Stored data entries:
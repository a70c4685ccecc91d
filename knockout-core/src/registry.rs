//! Winner registry - the only way to mutate a bracket
//!
//! Every operation validates before touching anything, so a rejected call
//! leaves the bracket unchanged. Successful calls end with the bracket settled.

use crate::bracket::{Bracket, MatchId, MatchStatus};
use crate::error::{BracketError, Result};
use crate::roster::PlayerId;
use crate::slot::Resolved;

impl Bracket {
    /// Record the winner of a ready or in-progress match
    pub fn set_winner(&mut self, match_id: MatchId, player_id: PlayerId) -> Result<()> {
        let m = self
            .get(match_id)
            .ok_or(BracketError::MatchNotFound(match_id))?;

        let playable = matches!(m.status, MatchStatus::Ready | MatchStatus::InProgress);
        let (left, right) = self.resolve_sides(m);
        let contender = left == Resolved::Player(player_id) || right == Resolved::Player(player_id);
        if !playable || !contender {
            return Err(BracketError::InvalidWinner {
                match_id,
                player_id,
            });
        }

        self.match_mut(match_id)?.winner = Some(player_id);
        tracing::debug!("Match {} won by player {}", match_id, player_id);

        self.settle();
        Ok(())
    }

    /// Clear the winner of a match
    ///
    /// A downstream winner is cleared too once its match no longer resolves
    /// to that player facing another player or a bye. Returns the ids of every
    /// match whose winner changed, in (round, order) order. A match without a
    /// winner is left alone, and a match decided by a bye is re-advanced
    /// straight away, so clearing either changes nothing.
    pub fn clear_winner(&mut self, match_id: MatchId) -> Result<Vec<MatchId>> {
        let dependents = self.dependents(match_id)?;
        let Some(previous) = self.match_mut(match_id)?.winner.take() else {
            return Ok(Vec::new());
        };
        self.settle();

        let mut cleared = Vec::new();
        if self.get(match_id).and_then(|m| m.winner) != Some(previous) {
            cleared.push(match_id);
        }

        for id in dependents {
            let m = self.get(id).ok_or(BracketError::MatchNotFound(id))?;
            let Some(winner) = m.winner else { continue };
            let (left, right) = self.resolve_sides(m);
            if !winner_stands(winner, left, right) {
                self.match_mut(id)?.winner = None;
                cleared.push(id);
            }
        }

        if !cleared.is_empty() {
            tracing::debug!("Cleared winners of matches {:?}", cleared);
            self.settle();
        }
        Ok(cleared)
    }

    /// Mark a ready match as started
    pub fn mark_in_progress(&mut self, match_id: MatchId) -> Result<()> {
        let m = self.match_mut(match_id)?;
        if m.status != MatchStatus::Ready {
            return Err(BracketError::NotReady {
                match_id,
                status: m.status,
            });
        }

        m.started = true;
        m.status = MatchStatus::InProgress;
        tracing::debug!("Match {} in progress", match_id);
        Ok(())
    }
}

/// A recorded winner is kept only while its match could still have produced it
fn winner_stands(winner: PlayerId, left: Resolved, right: Resolved) -> bool {
    match (left, right) {
        (Resolved::Player(a), Resolved::Player(b)) => winner == a || winner == b,
        (Resolved::Player(a), Resolved::Bye) | (Resolved::Bye, Resolved::Player(a)) => winner == a,
        _ => false,
    }
}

▶ **Prompt**: Search the data for the string "push". List each line that has it.

▶ **The completed task**:
            cleared.push(match_id);
                cleared.push(id);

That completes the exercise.